N. Sarkozy. – Si ce journaliste m’avait demandé: "L’assassinat de nos compatriotes est-il lié à un différend franco-pakistanais à propos de commissions non payées ?", je lui aurais répondu que je n’en savais rien et qu’il fallait que la justice aille jusqu’au bout de la recherche de la vérité. Mais la question était : "Vous étiez ministre du Budget, vous souteniez Balladur dans la campagne présidentielle, il y a l’attentat de Karachi, est-ce que vous étiez dans le coup ?" Je fais de la politique depuis trente-cinq ans, je n’ai jamais été associé à un scandale quel qu’il soit, et pourtant on a enquêté sur moi sous tous les angles. Cela devrait vous rassurer d’avoir un président pointilleux sur les questions d’honnêteté. J’en ai connu d’autres qui disaient à la télévision: "Des écoutes ? Moi, jamais." Je ne suis pas capable d’une telle hypocrisie !

(...)

N. O. Dans les deux premières années de votre mandat, vous n’avez donc commis aucune erreur ?

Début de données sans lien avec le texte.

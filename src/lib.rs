pub mod curriculum;
pub mod env;
pub mod infra;
pub mod runner;
pub mod sim;

#[cfg(test)]
mod testing;

// Re-export commonly used types for convenience
pub use curriculum::{CurriculumConfig, CurriculumController};
pub use env::{Action, EnvConfig, EnvError, Environment, Observation, ReachEnv, StepResult, ThresholdControl};
pub use sim::{KinematicSimulation, Simulation};
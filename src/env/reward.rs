//! Reward shaping and termination policy
//!
//! The potential is the negative distance to the goal, so the shaped reward is
//! the distance gained since the previous step. Reaching the goal adds a fixed
//! bonus on top.

use std::fmt;

use crate::infra::euclidean_distance;

use super::observation::Observation;

pub const GOAL_REACHED_BONUS: f32 = 100.0;

/// Distance between the pipette (first three components) and the goal (last three)
pub fn distance(observation: &Observation) -> f32 {
    euclidean_distance(&observation.position(), &observation.goal())
}

#[derive(Debug, Clone, Copy, PartialEq, Eq)]
pub enum TerminationReason {
    GoalReached,
}

impl TerminationReason {
    pub fn as_str(&self) -> &'static str {
        match self {
            TerminationReason::GoalReached => "goal_reached",
        }
    }
}

impl fmt::Display for TerminationReason {
    fn fmt(&self, f: &mut fmt::Formatter<'_>) -> fmt::Result {
        f.write_str(self.as_str())
    }
}

#[derive(Debug, Clone, Copy, PartialEq)]
pub struct Termination {
    pub terminated: bool,
    pub reason: Option<TerminationReason>,
    pub bonus: f32,
}

/// Strict comparison: a distance equal to the threshold does not terminate.
pub fn terminate(distance: f32, threshold: f32, bonus: f32) -> Termination {
    if distance < threshold {
        Termination {
            terminated: true,
            reason: Some(TerminationReason::GoalReached),
            bonus,
        }
    } else {
        Termination {
            terminated: false,
            reason: None,
            bonus: 0.0,
        }
    }
}

/// Tracks the previous distance between calls within one episode
#[derive(Debug, Clone, Default)]
pub struct RewardShaper {
    previous_distance: Option<f32>,
}

impl RewardShaper {
    pub fn new() -> Self {
        Self::default()
    }

    pub fn reset(&mut self) {
        self.previous_distance = None;
    }

    #[cfg(test)]
    pub fn previous_distance(&self) -> Option<f32> {
        self.previous_distance
    }

    /// Returns `(reward, distance)` for a new observation
    pub fn reward(&mut self, observation: &Observation) -> (f32, f32) {
        self.shape(distance(observation))
    }

    /// Returns `(reward, distance)` for an already computed distance
    pub fn shape(&mut self, current: f32) -> (f32, f32) {
        // First step of an episode has nothing to improve on
        let previous = self.previous_distance.unwrap_or(current);
        self.previous_distance = Some(current);
        (previous - current, current)
    }
}
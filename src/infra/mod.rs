pub mod config;
mod types;

pub use config::{ConfigError, ProcessEnv, VarSource};
pub use types::{Envelope, Vec3, euclidean_distance};
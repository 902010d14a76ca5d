use crate::env::{Action, Observation, StepResult};

use super::episode::EpisodeSummary;
use super::observer::EpisodeObserver;

pub struct CompositeObserver {
    observers: Vec<Box<dyn EpisodeObserver>>,
}

impl CompositeObserver {
    pub fn new(observers: Vec<Box<dyn EpisodeObserver>>) -> Self {
        Self { observers }
    }

    pub fn push(&mut self, observer: impl EpisodeObserver + 'static) {
        self.observers.push(Box::new(observer));
    }

    pub fn len(&self) -> usize {
        self.observers.len()
    }

    pub fn is_empty(&self) -> bool {
        self.observers.is_empty()
    }
}

impl EpisodeObserver for CompositeObserver {
    fn on_episode_start(&mut self, episode: usize, observation: &Observation, threshold: f32) {
        for observer in &mut self.observers {
            observer.on_episode_start(episode, observation, threshold);
        }
    }

    fn on_step(&mut self, episode: usize, action: &Action, result: &StepResult) {
        for observer in &mut self.observers {
            observer.on_step(episode, action, result);
        }
    }

    fn on_episode_end(&mut self, summary: &EpisodeSummary) {
        for observer in &mut self.observers {
            observer.on_episode_end(summary);
        }
    }
}
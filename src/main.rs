use dotenv::dotenv;
use tracing_subscriber::{EnvFilter, FmtSubscriber};

use pipettebot::curriculum::{CurriculumConfig, CurriculumController};
use pipettebot::env::{EnvConfig, ReachEnv};
use pipettebot::runner::{
    CompositeObserver, DefaultObserver, EpisodeMetrics, EpisodeObserver, EpisodeRunner,
    RunStatistics, RunnerConfig, TrajectoryRecorder, policy_by_name,
};
use pipettebot::sim::{KinematicConfig, KinematicSimulation};

fn init_logging() {
    let filter = EnvFilter::try_from_default_env()
        .unwrap_or_else(|_| EnvFilter::new("pipettebot=debug,info"));

    let subscriber = FmtSubscriber::builder()
        .with_env_filter(filter)
        .with_target(false)
        .with_ansi(true)
        .finish();

    tracing::subscriber::set_global_default(subscriber).expect("setting default subscriber failed");
}

fn main() -> Result<(), Box<dyn std::error::Error>> {
    dotenv().ok();
    init_logging();

    let env_config = EnvConfig::from_env()?;
    let curriculum_config = CurriculumConfig::from_env()?;
    let runner_config = RunnerConfig::from_env()?;

    let simulation = KinematicSimulation::new(KinematicConfig {
        workspace: env_config.envelope,
        ..Default::default()
    });
    let env = ReachEnv::new(env_config, simulation)?;

    let policy = policy_by_name(&runner_config.policy, *env.action_space(), runner_config.seed)
        .ok_or_else(|| format!("unknown policy '{}' (expected random, zero or seek)", runner_config.policy))?;

    let mut observers: Vec<Box<dyn EpisodeObserver>> =
        vec![Box::new(DefaultObserver), Box::new(EpisodeMetrics::default())];
    if let Some(folder) = &runner_config.trajectory_folder {
        tracing::info!("Recording trajectories to {}", folder);
        observers.push(Box::new(TrajectoryRecorder::new(folder)?));
    }

    let curriculum = CurriculumController::new(curriculum_config)?;
    let mut runner = EpisodeRunner::new(env, policy, Box::new(CompositeObserver::new(observers)))
        .with_curriculum(curriculum);

    let result = runner.run(runner_config.episodes, runner_config.seed);
    runner.close();

    let summaries = result?;
    RunStatistics::from_summaries(&summaries).print_summary();

    Ok(())
}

N. Sarkozy. – Certainement pas : j’ai commis des erreurs. Est-ce que tout ce qui m’est reproché l’est injustement ? Non. Il faut un temps pour entrer dans une fonction comme celle que j’occupe, pour comprendre comment cela marche, pour se hisser à la hauteur d’une charge qui est, croyez-moi, proprement inhumaine.

N. O. La soirée du Fouquet’s, au soir de votre élection par exemple, c’est le péché originel du sarkozysme: le CAC 40, les patrons de presse amis, le show-biz !

N. Sarkozy. – Lorsque le général de Gaulle est revenu au pouvoir, en 1958, il avait organisé une conférence de presse dans un grand hôtel parisien, l’hôtel La Pérouse. Un de vos confrères a écrit: "Le général de Gaulle a reçu les journalistes dans cet hôtel où il a ses habitudes." Notons que le standing du La Pérouse ne faisait pas alors débat… Je n’avais pas mes habitudes au Fouquet’s. J’observe d’ailleurs que les critiques sur mes amis, ma vie…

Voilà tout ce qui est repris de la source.